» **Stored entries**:
####
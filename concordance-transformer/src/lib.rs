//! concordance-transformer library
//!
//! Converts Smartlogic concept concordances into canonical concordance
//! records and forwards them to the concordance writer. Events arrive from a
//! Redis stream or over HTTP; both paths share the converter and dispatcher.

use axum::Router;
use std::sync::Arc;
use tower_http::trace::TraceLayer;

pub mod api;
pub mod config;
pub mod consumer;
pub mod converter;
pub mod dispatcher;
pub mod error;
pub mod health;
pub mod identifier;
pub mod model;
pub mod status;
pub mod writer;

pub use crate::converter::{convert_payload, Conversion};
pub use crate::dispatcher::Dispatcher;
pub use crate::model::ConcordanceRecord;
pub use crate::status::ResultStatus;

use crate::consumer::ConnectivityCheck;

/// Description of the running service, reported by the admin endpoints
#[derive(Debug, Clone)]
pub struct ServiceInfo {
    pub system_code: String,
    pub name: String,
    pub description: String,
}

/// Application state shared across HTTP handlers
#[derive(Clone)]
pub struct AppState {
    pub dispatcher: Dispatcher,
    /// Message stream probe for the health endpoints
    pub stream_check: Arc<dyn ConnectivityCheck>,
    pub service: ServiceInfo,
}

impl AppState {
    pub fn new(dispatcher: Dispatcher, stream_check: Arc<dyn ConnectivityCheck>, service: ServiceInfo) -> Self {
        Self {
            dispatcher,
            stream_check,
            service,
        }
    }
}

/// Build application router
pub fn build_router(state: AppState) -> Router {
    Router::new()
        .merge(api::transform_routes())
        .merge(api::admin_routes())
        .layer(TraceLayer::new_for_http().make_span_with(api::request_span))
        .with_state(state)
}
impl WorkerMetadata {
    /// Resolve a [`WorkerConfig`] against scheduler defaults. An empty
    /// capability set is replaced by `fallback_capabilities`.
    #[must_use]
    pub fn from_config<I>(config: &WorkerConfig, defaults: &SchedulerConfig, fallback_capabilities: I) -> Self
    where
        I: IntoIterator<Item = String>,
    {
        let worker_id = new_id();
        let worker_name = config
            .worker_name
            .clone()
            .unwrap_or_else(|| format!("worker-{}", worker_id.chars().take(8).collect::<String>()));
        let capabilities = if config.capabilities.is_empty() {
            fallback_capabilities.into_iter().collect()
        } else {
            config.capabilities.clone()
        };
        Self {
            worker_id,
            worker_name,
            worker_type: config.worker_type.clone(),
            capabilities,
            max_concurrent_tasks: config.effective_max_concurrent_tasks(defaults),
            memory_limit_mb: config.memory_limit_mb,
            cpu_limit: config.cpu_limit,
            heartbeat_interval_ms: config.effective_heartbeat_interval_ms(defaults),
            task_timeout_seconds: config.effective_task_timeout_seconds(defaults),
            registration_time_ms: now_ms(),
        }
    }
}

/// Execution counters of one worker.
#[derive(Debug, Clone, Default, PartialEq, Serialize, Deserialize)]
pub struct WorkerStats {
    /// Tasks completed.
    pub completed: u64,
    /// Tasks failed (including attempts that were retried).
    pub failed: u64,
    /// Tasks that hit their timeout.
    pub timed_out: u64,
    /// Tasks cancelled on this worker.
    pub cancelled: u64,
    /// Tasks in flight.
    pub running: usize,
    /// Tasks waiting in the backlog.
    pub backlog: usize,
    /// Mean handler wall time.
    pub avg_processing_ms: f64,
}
####
» **Exercise aim**: The answer must be every line of the data that holds the word "TraceLayer".

» **Result below**:
use tower_http::trace::TraceLayer;
        .layer(TraceLayer::new_for_http().make_span_with(api::request_span))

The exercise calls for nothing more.